Concerned by the high levels of property crime in her New York City neighborhood, Marie Van Brittan Brown, who was working as a nurse at the time, pretty much created the multibillion-dollar home security industry in 1966 when she invented, along with her husband Albert Brown, the world’s first CCTV home security system. The couple were granted a patent in 1969 and went on to win numerous awards for the innovation.

Valerie Thomas: 3D film, 3D TV and medical imaging precursor, 1976

African-American physicist Valerie Thomas developed the 3D-Illusion transmitter in 1977 while working for NASA and patented the trailblazing device a year later. Thomas’ innovation essentially made the invention of a long list of 3D technologies possible, including 3D film, 3D TV and modern medical imaging, and her transmitter is still used by NASA to this day.
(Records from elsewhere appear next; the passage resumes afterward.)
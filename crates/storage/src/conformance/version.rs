use std::future::Future;

use time::macros::datetime;

use super::{make_case, TestResult};
use crate::record::{CasePatch, Stage};
use crate::{ReturnStore, StorageError};

pub(super) async fn run_version_tests<S, F, Fut>(factory: &F) -> Vec<TestResult>
where
    S: ReturnStore,
    F: Fn() -> Fut,
    Fut: Future<Output = S>,
{
    vec![
        TestResult::from_result(
            "version",
            "update_with_correct_version_increments",
            update_with_correct_version_increments(factory).await,
        ),
        TestResult::from_result(
            "version",
            "stale_version_returns_conflict",
            stale_version_returns_conflict(factory).await,
        ),
        TestResult::from_result(
            "version",
            "conflict_does_not_change_case",
            conflict_does_not_change_case(factory).await,
        ),
        TestResult::from_result(
            "version",
            "update_missing_case_returns_not_found",
            update_missing_case_returns_not_found(factory).await,
        ),
        TestResult::from_result(
            "version",
            "patch_leaves_other_columns_untouched",
            patch_leaves_other_columns_untouched(factory).await,
        ),
    ]
}

fn stage_patch(stage: Stage) -> CasePatch {
    CasePatch {
        stage: Some(stage),
        ..CasePatch::default()
    }
}

async fn update_with_correct_version_increments<S, F, Fut>(factory: &F) -> Result<(), String>
where
    S: ReturnStore,
    F: Fn() -> Fut,
    Fut: Future<Output = S>,
{
    let store = factory().await;
    store
        .insert_case(make_case("case-1", "ref-1"))
        .await
        .map_err(|e| format!("insert: {e}"))?;
    let at = datetime!(2025-01-02 00:00 UTC);
    let updated = store
        .update_case("case-1", 0, &stage_patch(Stage::Testing), at)
        .await
        .map_err(|e| format!("update v0: {e}"))?;
    if updated.version != 1 || updated.stage != Stage::Testing || updated.updated_at != at {
        return Err(format!("unexpected update result: {updated:?}"));
    }
    let updated = store
        .update_case("case-1", 1, &stage_patch(Stage::SentToManufacturer), at)
        .await
        .map_err(|e| format!("update v1: {e}"))?;
    if updated.version != 2 {
        return Err(format!("expected version 2, got {}", updated.version));
    }
    Ok(())
}

async fn stale_version_returns_conflict<S, F, Fut>(factory: &F) -> Result<(), String>
where
    S: ReturnStore,
    F: Fn() -> Fut,
    Fut: Future<Output = S>,
{
    let store = factory().await;
    store
        .insert_case(make_case("case-1", "ref-1"))
        .await
        .map_err(|e| format!("insert: {e}"))?;
    let at = datetime!(2025-01-02 00:00 UTC);
    store
        .update_case("case-1", 0, &stage_patch(Stage::Testing), at)
        .await
        .map_err(|e| format!("first update: {e}"))?;
    match store
        .update_case("case-1", 0, &stage_patch(Stage::Received), at)
        .await
    {
        Err(StorageError::ConcurrentConflict {
            case_id,
            expected_version,
        }) if case_id == "case-1" && expected_version == 0 => Ok(()),
        other => Err(format!("expected ConcurrentConflict, got {other:?}")),
    }
}

async fn conflict_does_not_change_case<S, F, Fut>(factory: &F) -> Result<(), String>
where
    S: ReturnStore,
    F: Fn() -> Fut,
    Fut: Future<Output = S>,
{
    let store = factory().await;
    store
        .insert_case(make_case("case-1", "ref-1"))
        .await
        .map_err(|e| format!("insert: {e}"))?;
    let at = datetime!(2025-01-02 00:00 UTC);
    let _ = store
        .update_case("case-1", 5, &stage_patch(Stage::Testing), at)
        .await;
    let read = store
        .get_case("case-1")
        .await
        .map_err(|e| format!("get: {e}"))?;
    if read.stage != Stage::Received || read.version != 0 {
        return Err(format!("conflict mutated case: {read:?}"));
    }
    Ok(())
}

async fn update_missing_case_returns_not_found<S, F, Fut>(factory: &F) -> Result<(), String>
where
    S: ReturnStore,
    F: Fn() -> Fut,
    Fut: Future<Output = S>,
{
    let store = factory().await;
    match store
        .update_case(
            "ghost",
            0,
            &stage_patch(Stage::Testing),
            datetime!(2025-01-02 00:00 UTC),
        )
        .await
    {
        Err(StorageError::CaseNotFound { .. }) => Ok(()),
        other => Err(format!("expected CaseNotFound, got {other:?}")),
    }
}

async fn patch_leaves_other_columns_untouched<S, F, Fut>(factory: &F) -> Result<(), String>
where
    S: ReturnStore,
    F: Fn() -> Fut,
    Fut: Future<Output = S>,
{
    let store = factory().await;
    let original = make_case("case-1", "ref-1");
    store
        .insert_case(original.clone())
        .await
        .map_err(|e| format!("insert: {e}"))?;
    let patch = CasePatch {
        outbound_carrier: Some("DHL".to_string()),
        outbound_tracking_number: Some("TRK-9".to_string()),
        ..CasePatch::default()
    };
    let updated = store
        .update_case("case-1", 0, &patch, datetime!(2025-01-02 00:00 UTC))
        .await
        .map_err(|e| format!("update: {e}"))?;
    if updated.outbound_carrier.as_deref() != Some("DHL")
        || updated.outbound_tracking_number.as_deref() != Some("TRK-9")
    {
        return Err(format!("patch not applied: {updated:?}"));
    }
    if updated.stage != original.stage
        || updated.serial_number != original.serial_number
        || updated.customer_email != original.customer_email
    {
        return Err(format!("untouched columns changed: {updated:?}"));
    }
    Ok(())
}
Patricia Bath: laser cataract removal device, 1986

Harlem-born ophthalmologist Patricia Bath overcame prejudice to invent a laser cataract removal device called the Laserphaco Probe in 1986, and went on to patent it in 1988. Bath, who passed away in 2019, worked tirelessly to tackle vision loss in the Black community and also co-founded the American Institute for the Prevention of Blindness. 

Philip Emeagwali: linked supercomputer system, 1989

An ingenious invention that effectively made the internet and other modern IT technologies possible, the linked supercomputer system is the brainchild of Nigerian-born computer scientist Philip Emeagwali, who in 1989 came up with the idea of linking multiple microprocessors to turbo-charge computing power after observing bees in nature.